President of Syria meets Trump this Monday (10) in historic visit

Less than a year after his rapid rise to power, Syrian President Ahmad al-Sharaa is cementing his transformation from jihadist to global statesman in a historic visit to the White House that reveals as much about the young leader as it does about his efforts to diplomatically reinvent his country.

The al-Sharaa meeting this Monday (10) — the first visit by a Syrian head of state to the White House — will be his 20th international trip since he appointed himself president of Syria in January, and his second trip to the United States, after New York in September.

This meeting will, however, be the most important and decisive yet, a previously unthinkable meeting between the US commander in chief and a man who has already faced American forces on the battlefield.

In May, after a brief meeting brokered by Saudi Crown Prince Mohammed bin Salman, US President Donald Trump praised the 43-year-old Syrian leader, calling him an “attractive young man”, and ordered the lifting of some of the harsh US sanctions against Syria, a country that for decades has been firmly aligned with important adversaries of the United States, such as Russia and Iran.

However, the strictest sanctions against Damascus remain and cannot be fully lifted without congressional approval.

al-Sharaa’s immediate objective in Washington is to press for its removal, in addition to requesting that Trump pressure and withdraw his troops from the south of the country.

His broader goal, reflected in his extensive global travels, is to reverse Syria’s isolation, a legacy of the previous regime that left the country economically devastated and diplomatically limited to a small core of allies.

In this context, the visit to the White House carries a deep symbolic weight. Al Sharaa played basketball with senior American military officers after arriving in Washington on Sunday (9).

History of enmity with Washington

But in his early twenties, he saw the United States as an enemy, joining Islamic insurgents fighting American forces in Iraq.

Captured and later released, he crossed the border into Syria in 2011 and established an al-Qaeda-backed rebel army to fight forces loyal to the then president.

After more than a decade of brutal conflict against Assad’s autocratic regime, Al-Sharaa ended Syria’s protracted civil war by launching a 53-year surprise offensive, an Arab relic of the Cold War.

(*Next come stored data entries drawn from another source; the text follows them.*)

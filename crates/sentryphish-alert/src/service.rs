// SPDX-FileCopyrightText: 2026 Sentryphish Contributors
// SPDX-License-Identifier: MIT OR Apache-2.0

//! Alert dispatch: routes detection results to sinks and maintains the
//! sender lists.

use std::sync::Arc;

use sentryphish_config::SentryConfig;
use sentryphish_core::{DetectionResult, MonitorableMessage, RiskLevel, SentryError};
use tokio::sync::Mutex;
use tracing::{debug, info, warn};

use crate::senders::SenderLists;
use crate::sink::AlertSink;

/// Routes detection results to the configured sinks and applies the
/// automatic sender list policy.
///
/// Red verdicts block the sender (when `alerts.auto_block_red` is set) and
/// yellow verdicts put the sender under observation (when
/// `alerts.watch_on_yellow` is set). Green verdicts are dropped silently.
pub struct AlertService {
    sinks: Vec<Arc<dyn AlertSink>>,
    lists: Mutex<SenderLists>,
    auto_block_red: bool,
    watch_on_yellow: bool,
}

impl AlertService {
    pub fn new(config: &SentryConfig, sinks: Vec<Arc<dyn AlertSink>>) -> Self {
        Self {
            sinks,
            lists: Mutex::new(SenderLists::new()),
            auto_block_red: config.alerts.auto_block_red,
            watch_on_yellow: config.alerts.watch_on_yellow,
        }
    }

    /// Delivers alerts for one analyzed message and updates the sender
    /// lists according to the verdict.
    ///
    /// Sink failures are logged and do not prevent the list updates or the
    /// remaining sinks from running.
    pub async fn dispatch(
        &self,
        result: &DetectionResult,
        message: &MonitorableMessage,
    ) -> Result<(), SentryError> {
        match result.risk {
            RiskLevel::Green => {
                debug!(sender = %message.sender, "message classified green, no alert");
                return Ok(());
            }
            RiskLevel::Red => {
                for sink in &self.sinks {
                    if let Err(err) = sink.strong_alert(result, message).await {
                        warn!(sink = sink.name(), error = %err, "alert sink failed");
                    }
                }
                if self.auto_block_red {
                    let mut lists = self.lists.lock().await;
                    lists.add_block(&message.sender);
                    info!(sender = %message.sender, "sender blocked after red verdict");
                }
            }
            RiskLevel::Yellow => {
                for sink in &self.sinks {
                    if let Err(err) = sink.soft_alert(result, message).await {
                        warn!(sink = sink.name(), error = %err, "alert sink failed");
                    }
                }
                if self.watch_on_yellow {
                    let mut lists = self.lists.lock().await;
                    if lists.add_watch(&message.sender) {
                        info!(sender = %message.sender, "sender added to watch list");
                    }
                }
            }
        }
        Ok(())
    }

    /// Marks a sender as trusted.
    pub async fn add_safe_sender(&self, sender: &str) {
        self.lists.lock().await.add_safe(sender);
    }

    /// Puts a sender under observation, unless it is already trusted or
    /// blocked. Returns true if the sender was added.
    pub async fn add_watched_sender(&self, sender: &str) -> bool {
        self.lists.lock().await.add_watch(sender)
    }

    /// Blocks a sender.
    pub async fn add_blocked_sender(&self, sender: &str) {
        self.lists.lock().await.add_block(sender);
    }

    /// Removes a sender from all lists. Returns true if the sender was on
    /// one of them.
    pub async fn remove_sender(&self, sender: &str) -> bool {
        self.lists.lock().await.remove(sender)
    }

    pub async fn is_blocked(&self, sender: &str) -> bool {
        self.lists.lock().await.is_blocked(sender)
    }

    /// Snapshot of the current sender lists, for persistence.
    pub async fn export_lists(&self) -> SenderLists {
        self.lists.lock().await.clone()
    }

    /// Replaces the sender lists with a previously persisted snapshot.
    pub async fn restore_lists(&self, lists: SenderLists) {
        *self.lists.lock().await = lists;
    }
}

#[cfg(test)]
mod tests {
    use sentryphish_core::{DetectedThreats, MessageSource, Provenance};

    use super::*;
    use crate::sink::LogSink;

    fn result(risk: RiskLevel) -> DetectionResult {
        DetectionResult {
            risk,
            confidence: 0.9,
            explanation: "test verdict".to_string(),
            threats: DetectedThreats::default(),
            suggested_actions: Vec::new(),
            provenance: Provenance::heuristic(),
        }
    }

    fn service(config: &SentryConfig) -> AlertService {
        AlertService::new(config, vec![Arc::new(LogSink::new())])
    }

    #[tokio::test]
    async fn red_verdict_blocks_the_sender() {
        let config = SentryConfig::default();
        let svc = service(&config);
        let msg = MonitorableMessage::new(MessageSource::Sms, "scam@example.com", "body");

        svc.dispatch(&result(RiskLevel::Red), &msg).await.unwrap();
        assert!(svc.is_blocked("scam@example.com").await);
    }

    #[tokio::test]
    async fn yellow_verdict_watches_the_sender() {
        let config = SentryConfig::default();
        let svc = service(&config);
        let msg = MonitorableMessage::new(MessageSource::Email, "odd@example.com", "body");

        svc.dispatch(&result(RiskLevel::Yellow), &msg).await.unwrap();
        let lists = svc.export_lists().await;
        assert!(lists.is_watched("odd@example.com"));
        assert!(!lists.is_blocked("odd@example.com"));
    }

    #[tokio::test]
    async fn yellow_verdict_never_watches_a_safe_sender() {
        let config = SentryConfig::default();
        let svc = service(&config);
        svc.add_safe_sender("bank@example.com").await;
        let msg = MonitorableMessage::new(MessageSource::Email, "bank@example.com", "body");

        svc.dispatch(&result(RiskLevel::Yellow), &msg).await.unwrap();
        let lists = svc.export_lists().await;
        assert!(lists.is_safe("bank@example.com"));
        assert!(!lists.is_watched("bank@example.com"));
    }

    #[tokio::test]
    async fn green_verdict_leaves_lists_untouched() {
        let config = SentryConfig::default();
        let svc = service(&config);
        let msg = MonitorableMessage::new(MessageSource::Notification, "ok@example.com", "body");

        svc.dispatch(&result(RiskLevel::Green), &msg).await.unwrap();
        assert!(svc.export_lists().await.is_empty());
    }

    #[tokio::test]
    async fn policy_flags_disable_automatic_list_updates() {
        let mut config = SentryConfig::default();
        config.alerts.auto_block_red = false;
        config.alerts.watch_on_yellow = false;
        let svc = service(&config);
        let msg = MonitorableMessage::new(MessageSource::Sms, "manual@example.com", "body");

        svc.dispatch(&result(RiskLevel::Red), &msg).await.unwrap();
        svc.dispatch(&result(RiskLevel::Yellow), &msg).await.unwrap();
        assert!(svc.export_lists().await.is_empty());
    }

    #[tokio::test]
    async fn restore_replaces_the_lists() {
        let config = SentryConfig::default();
        let svc = service(&config);
        let mut lists = SenderLists::new();
        lists.add_block("old@example.com");
        svc.restore_lists(lists).await;
        assert!(svc.is_blocked("old@example.com").await);

        assert!(svc.remove_sender("old@example.com").await);
        assert!(!svc.is_blocked("old@example.com").await);
    }
}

During their decades in power, the Assads have aligned Damascus firmly with Moscow, relying on aid, weapons and unconditional diplomatic support.

In Hafez al-Assad’s first full year in power in 1971, the Soviet Union established its strategic Mediterranean naval base in the Syrian city of Tartus.

And it was Vladimir Putin’s decisive military intervention in 2015 that allowed Bashar al-Assad to survive the civil war.

The Russians, who killed dozens of Syrians during their campaign to keep Assad in power, continue to maintain control of their military base in Tartus even after Assad’s fall. And last month, no.

As he seeks to build ties with Western nations, the Syrian leader has been careful not to antagonize Moscow.

“Entering conflict with Russia now would be very costly for Syria, nor would it be in the country’s interest,” Al-Sharaa told CBS’s “60 Minutes” program in an interview aired in October.

Once sanctioned for terrorism by the West, the leader now appears to be on a global diplomatic offensive, bolstered by aggressive lobbying from regional powers such as Saudi Arabia and Turkey, allies of the United States eager to fill the power and economic vacuum left by Iran and Russia.

For the US, Syria represents both a strategic prize and a significant risk, while neighboring Lebanon descends into instability and Iraq remains fertile ground for Iran’s proxy militias.

“The US is making a big bet on Ahmad al-Sharaa and Syria,” Joshua Landis, director of the Center for Middle East Studies at the University of Oklahoma, told CNN. “As Ambassador (Tom) Barrack has stated several times, the US has no alternatives. Lebanon is a failed state by his assessment”

“Iraq is deeply infiltrated by pro-Iranian militias,” he added.

And despite a clear orientation toward the West, the former jihadist leader remains steadfast in balancing Syria’s foreign policy away from conflict in an increasingly polarized world — a policy now followed by several developing countries around the world.

“In this new era, no one aligns completely with any side. We saw that with (Sharaa’s) visit to Putin, who is an active ally of the Assad regime… and you see that with diplomacy on the part of the Syrian government globally,” said Natasha Hall, senior associate at the Center for Strategic and International Studies (CSIS).